Psoriasis dapat menimbulkan masalah lainnya seperti kosmetika yang
mengganggu hingga keadaan yang menimbulkan cacat dan ketidakmampuan
fisik. Tempat-tempat tertentu pada tubuh yang cenderung terkena kelainan ini
adalah kulit kepala, daerah sekitar siku serta lutut, punggung bagian bawah
dan genitalia. Psoriasis juga dapat ditemukan pada ekstremitas lengan dan
tungkai, daerah sekitar sakrum serta lipatan intergluteal. Distribusi simetris
bilateral merupakan ciri khas psoriasis. Psoriasis juga mengenai kuku pasien
yang menyebabkan terjadi pitting, perubahan warna kuku serta penggumpalan
dan pemisahan lempeng kuku. Jika psoriasis terjadi pada telapak kaki dan
tangan keadaan ini menimbulkan lesi pustuler (Tio, 2017).
6. Bentuk Klinis
a. Psoriasis Vulgaris
Bentuk ini paling lazim ditemukan sehingga disebut dengan tipe
vulgaris dimana karena tipe lesinya berbentuk plak-plak (Tio, 2017). Para
plak sering berkembang pada kulit kepala, punggung bawah, siku dan
lutut. Mereka juga dapat muncul pada lengan dada, dan kaki tetapi jarang
pada wajah. Dalam beberapa kasus, mereka berada di daerah terisolasi
atau terpisah dari tubuh, atau bentuk bersama. Psoriasis kulit kepala
memberikan ketidaknyamanan fisik seperti gatal tak tertahankan, dengan
lesi mengangkat dan membangun-up dari skala yang mengelupas seperti
ketombe, membuat kulit kepala meradang dan bengkak (Pratopo, 2017).
b. Psoriasis Gutata
Psoriasis Guttate (GUH-tate) adalah salah satu bentuk dari psoriasis
yang mulai timbul sejak waktu anak-anak atau remaja. Kata guttate
berasal dari bahasa Latin yang berarti “jatuh” (drop). Bentuk psoriasis ini
menyerupai bintik-bintik merah kecil di kulit. Bercak guttate biasanya
timbul pada badan dan kaki. Bintik-bintik ini biasanya tidak setebal atau
bersisik seperti bercak-bercak pada psoriasis plak (Pratopo, 2017).

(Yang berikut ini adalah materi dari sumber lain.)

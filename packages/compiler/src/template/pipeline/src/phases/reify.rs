//! Reify Phase
//!
//! Compiles semantic operations across all views into runtime instruction calls. Each create
//! and update op becomes a `Statement` op, and every logical IR expression is replaced by the
//! output expression which implements it at runtime.

use indexmap::IndexMap;

use crate::constant_pool::ConstantPool;
use crate::error::{invariant, CompilerError, Result};
use crate::output::output_ast::{self as o, Expression, Statement};
use crate::template::pipeline::ir::{
    create_statement_op, is_ir_expression, BindingExpression, BindingKind, CreateOp, DeferOnOp, DeferOpModifierKind,
    DeferTrigger, DeferTriggerTarget, EitherXrefIdOrExpression, ListenerOp, Namespace, Op, OpKind, OpList,
    RepeaterCreateOp, TemplateKind, TransformExpressions, UpdateOp, VisitorContextFlag, XrefId,
};
use crate::template::pipeline::src::compilation::{CompilationJob, TemplateCompilationMode};
use crate::template::pipeline::src::instruction::{self as ng, DeferArgs, ProjectionFallback, RepeaterEmpty, TemplateArgs};

/// Job-wide facts needed while reifying a single unit.
struct ReifyContext<'a> {
    dom_only: bool,
    fn_names: &'a IndexMap<XrefId, Option<String>>,
}

impl ReifyContext<'_> {
    fn view_fn_name(&self, view: XrefId) -> Result<String> {
        match self.fn_names.get(&view) {
            Some(Some(name)) => Ok(name.clone()),
            Some(None) => Err(CompilerError::UnnamedView(view)),
            None => Err(CompilerError::UnknownView(view)),
        }
    }
}

pub fn reify(job: &mut CompilationJob) -> Result<()> {
    let fn_names: IndexMap<XrefId, Option<String>> = job.units().map(|unit| (unit.xref, unit.fn_name.clone())).collect();
    let ctx = ReifyContext {
        dom_only: job.mode == TemplateCompilationMode::DomOnly,
        fn_names: &fn_names,
    };
    let parts = job.parts_mut();
    for unit in parts.units {
        reify_create_operations(&ctx, parts.pool, &mut unit.create)?;
        reify_update_operations(&ctx, &mut unit.update)?;
    }
    Ok(())
}

/// Ensures every op of every unit was compiled into a statement.
pub fn verify_reification(job: &mut CompilationJob) -> Result<()> {
    for unit in job.units() {
        if let Some(op) = unit.create.iter().find(|op| !matches!(op, CreateOp::Statement(_))) {
            return Err(CompilerError::UnreifiedOp { list: "create", kind: op.kind() });
        }
        if let Some(op) = unit.update.iter().find(|op| !matches!(op, UpdateOp::Statement(_))) {
            return Err(CompilerError::UnreifiedOp { list: "update", kind: op.kind() });
        }
    }
    Ok(())
}

fn reify_expressions<T: TransformExpressions>(op: &mut T) -> Result<()> {
    let mut failure: Option<CompilerError> = None;
    op.transform_expressions(
        &mut |expr, _| {
            if failure.is_some() {
                return expr;
            }
            match reify_ir_expression(expr) {
                Ok(reified) => reified,
                Err(err) => {
                    failure = Some(err);
                    Expression::Empty(Default::default())
                }
            }
        },
        VisitorContextFlag::NONE,
    );
    failure.map_or(Ok(()), Err)
}
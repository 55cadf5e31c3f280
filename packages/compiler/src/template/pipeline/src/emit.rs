//! Emission
//!
//! Assembles the reified op lists of a job into output function expressions. Every view becomes
//! a `function NAME(rf, ctx)` whose create and update statements are guarded by the render
//! flags; child views are hoisted into the constant pool as named function declarations.

use log::debug;

use crate::error::{invariant, CompilerError, Result};
use crate::output::output_ast::{self as o, FunctionExpr, Statement};
use crate::template::pipeline::ir::{CompilationJobKind, CreateOp, Op, OpList, UpdateOp, XrefId};
use crate::template::pipeline::src::compilation::{CompilationJob, ViewCompilationUnit};

/// Render flag set while the view is being created.
const RENDER_FLAG_CREATE: usize = 1;
/// Render flag set while the view's bindings are being refreshed.
const RENDER_FLAG_UPDATE: usize = 2;

/// Emits the template function of a component job.
///
/// Child views are declared in the job's constant pool, deepest first, and the function of the
/// root view is returned.
pub fn emit_template_fn(job: &mut CompilationJob) -> Result<FunctionExpr> {
    if job.kind != CompilationJobKind::Tmpl {
        return invariant("template functions can only be emitted for template jobs");
    }
    let root_fn = emit_view(job.root_unit())?;

    let mut declarations = Vec::new();
    emit_child_views(job, job.root, &mut declarations)?;
    for declaration in declarations {
        job.pool.add_statement(declaration);
    }
    Ok(root_fn)
}

fn emit_child_views(job: &CompilationJob, parent: XrefId, out: &mut Vec<Statement>) -> Result<()> {
    for unit in job.units().filter(|unit| unit.parent == Some(parent)) {
        emit_child_views(job, unit.xref, out)?;

        let view_fn = emit_view(unit)?;
        let name = view_fn.name.clone().ok_or(CompilerError::UnnamedView(unit.xref))?;
        out.push(view_fn.to_decl_stmt(name, o::StmtModifier::None));
    }
    Ok(())
}

/// Emits the function of a single view, `function NAME(rf, ctx) { ... }`.
pub fn emit_view(unit: &ViewCompilationUnit) -> Result<FunctionExpr> {
    let name = unit.fn_name.clone().ok_or(CompilerError::UnnamedView(unit.xref))?;
    let create = collect_statements(&unit.create, "create")?;
    let update = collect_statements(&unit.update, "update")?;
    debug!(
        "emitting view function {name} ({} create, {} update statements)",
        create.len(),
        update.len()
    );
    Ok(render_function(name, create, update))
}

/// Emits the host bindings function of a host job, or `None` when it has nothing to do.
pub fn emit_host_binding_function(job: &CompilationJob) -> Result<Option<FunctionExpr>> {
    if job.kind != CompilationJobKind::Host {
        return invariant("host binding functions can only be emitted for host jobs");
    }
    let root = job.root_unit();
    let name = root.fn_name.clone().ok_or(CompilerError::UnnamedView(root.xref))?;
    let create = collect_statements(&root.create, "create")?;
    let update = collect_statements(&root.update, "update")?;
    if create.is_empty() && update.is_empty() {
        debug!("host bindings of {} are empty", job.component_name);
        return Ok(None);
    }
    debug!("emitting host bindings function {name}");
    Ok(Some(render_function(name, create, update)))
}

fn render_function(name: String, create: Vec<Statement>, update: Vec<Statement>) -> FunctionExpr {
    let mut statements = Vec::with_capacity(2);
    statements.extend(render_flag_block(RENDER_FLAG_CREATE, create));
    statements.extend(render_flag_block(RENDER_FLAG_UPDATE, update));
    FunctionExpr {
        params: vec![o::FnParam::new("rf"), o::FnParam::new("ctx")],
        statements,
        source_span: None,
        name: Some(name),
    }
}

/// Wraps `statements` in `if (rf & flag) { ... }`; no block at all when there are none.
fn render_flag_block(flag: usize, statements: Vec<Statement>) -> Option<Statement> {
    if statements.is_empty() {
        return None;
    }
    let condition = o::variable("rf").bitwise_and(o::literal(flag));
    Some(o::if_stmt(condition, statements))
}

fn collect_statements<T>(ops: &OpList<T>, list: &'static str) -> Result<Vec<Statement>>
where
    T: Op + StatementSource,
{
    ops.iter()
        .map(|op| {
            op.statement()
                .cloned()
                .ok_or_else(|| CompilerError::UnreifiedOp { list, kind: op.kind() })
        })
        .collect()
}

/// Ops that carry a finished output statement once reified.
trait StatementSource {
    fn statement(&self) -> Option<&Statement>;
}

impl StatementSource for CreateOp {
    fn statement(&self) -> Option<&Statement> {
        match self {
            CreateOp::Statement(op) => Some(&op.statement),
            _ => None,
        }
    }
}

impl StatementSource for UpdateOp {
    fn statement(&self) -> Option<&Statement> {
        match self {
            UpdateOp::Statement(op) => Some(&op.statement),
            _ => None,
        }
    }
}

#[cfg(test)]
mod tests {
    use super::*;
    use crate::config::PipelineConfig;
    use crate::constant_pool::ConstantPool;
    use crate::template::pipeline::ir::{create_advance_op, create_statement_op, OpKind};

    fn call(name: &str) -> Statement {
        o::variable(name).call_fn(vec![], None).to_stmt()
    }

    fn guard_flag(stmt: &Statement) -> usize {
        let Statement::IfStmt(if_stmt) = stmt else { panic!("expected a guard") };
        let o::Expression::BinaryOp(binary) = &*if_stmt.condition else { panic!("expected `rf & flag`") };
        let o::Expression::Literal(lit) = &*binary.rhs else { panic!("expected a flag literal") };
        match lit.value {
            o::LiteralValue::Number(n) => n as usize,
            _ => panic!("expected a numeric flag"),
        }
    }

    #[test]
    fn create_only_views_have_a_single_guard() {
        let mut unit = ViewCompilationUnit::new(XrefId(0), None);
        unit.fn_name = Some("Cmp_Template".to_string());
        unit.create.push(CreateOp::Statement(create_statement_op(call("a"))));

        let view_fn = emit_view(&unit).unwrap();

        assert_eq!(view_fn.name.as_deref(), Some("Cmp_Template"));
        let params: Vec<&str> = view_fn.params.iter().map(|p| p.name.as_str()).collect();
        assert_eq!(params, vec!["rf", "ctx"]);
        assert_eq!(view_fn.statements.len(), 1);
        assert_eq!(guard_flag(&view_fn.statements[0]), 1);
    }

    #[test]
    fn empty_views_have_no_guards() {
        let mut unit = ViewCompilationUnit::new(XrefId(0), None);
        unit.fn_name = Some("Cmp_Template".to_string());
        assert!(emit_view(&unit).unwrap().statements.is_empty());
    }

    #[test]
    fn unnamed_views_are_rejected() {
        let unit = ViewCompilationUnit::new(XrefId(3), None);
        assert_eq!(
            emit_view(&unit).unwrap_err(),
            CompilerError::UnnamedView(XrefId(3))
        );
    }

    #[test]
    fn unreified_ops_are_rejected() {
        let mut unit = ViewCompilationUnit::new(XrefId(0), None);
        unit.fn_name = Some("Cmp_Template".to_string());
        unit.update.push(create_advance_op(1, None));
        assert_eq!(
            emit_view(&unit).unwrap_err(),
            CompilerError::UnreifiedOp { list: "update", kind: OpKind::Advance }
        );
    }

    #[test]
    fn grandchildren_are_declared_before_children() {
        let mut job = CompilationJob::component("Cmp", ConstantPool::new(), PipelineConfig::default());
        let child = job.allocate_view(job.root);
        let grandchild = job.allocate_view(child);
        job.root_unit_mut().fn_name = Some("Cmp_Template".to_string());
        job.view_mut(child).unwrap().fn_name = Some("Cmp_Template_1".to_string());
        job.view_mut(grandchild).unwrap().fn_name = Some("Cmp_Template_2".to_string());

        let root_fn = emit_template_fn(&mut job).unwrap();

        assert_eq!(root_fn.name.as_deref(), Some("Cmp_Template"));
        let declared: Vec<String> = job
            .pool
            .statements()
            .into_iter()
            .map(|stmt| match stmt {
                Statement::DeclareFn(decl) => decl.name,
                other => panic!("unexpected statement {other:?}"),
            })
            .collect();
        assert_eq!(declared, vec!["Cmp_Template_2", "Cmp_Template_1"]);
    }

    #[test]
    fn empty_host_bindings_emit_nothing() {
        let mut job = CompilationJob::host_binding("Dir", ConstantPool::new(), PipelineConfig::default());
        job.root_unit_mut().fn_name = Some("Dir_HostBindings".to_string());
        assert!(emit_host_binding_function(&job).unwrap().is_none());

        job.root_unit_mut().update.push(UpdateOp::Statement(create_statement_op(call("b"))));
        let host_fn = emit_host_binding_function(&job).unwrap().unwrap();
        assert_eq!(host_fn.statements.len(), 1);
        assert_eq!(guard_flag(&host_fn.statements[0]), 2);
    }
}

c. Psoriasis Inversa (Psoriasis Fleksural)
Sesuai dengan namanya psoriasis ini berada ditempat predileksi pada
daerah fleksus (Tio, 2017). Inversa psoriasis ditemukan pada ketiak,
pangkal paha, dibawah payudara, dan di lipatan-lipatan kulit di sekitar
kemaluan dan panggul. Tipe psoriasis ini pertama kali tampak sebagai
bercak yang sangat merah. Bercak itu bisa tampak licin dan bersinar
(Pratopo, 2017).
d. Psoriasi Eksudativ
Biasanya kelainan psoriasis kering, tetapi pada psioriasis eksudativ
bentuk psoriasis basah seperti dermatitis akut (Tio, 2017).
e. Psoriasis Seroboik
Psoriasis seboroik merupakan kelainan kulit berupa perdangan
superfisial dengan papuloskuamosa yang kronik dengan tempat predileksi
di daerah-daerah seboroik yakni daerah yang kaya akan kelenjar sebasea,
seperti pada kulit kepala, alis, kelopak mata, naso labial, bibir, telinga,
dada, axilla, umbilikus, selangkangan, dan glutea. Pada dermatitis
seboroik kelainan kulit yang berupa eritem, edema, serta skuama yang
kering atau berminyak dan berwarna kuning kecoklatan dalam berbagai
ukuran disertai adanya krusta (Pratopo, 2017).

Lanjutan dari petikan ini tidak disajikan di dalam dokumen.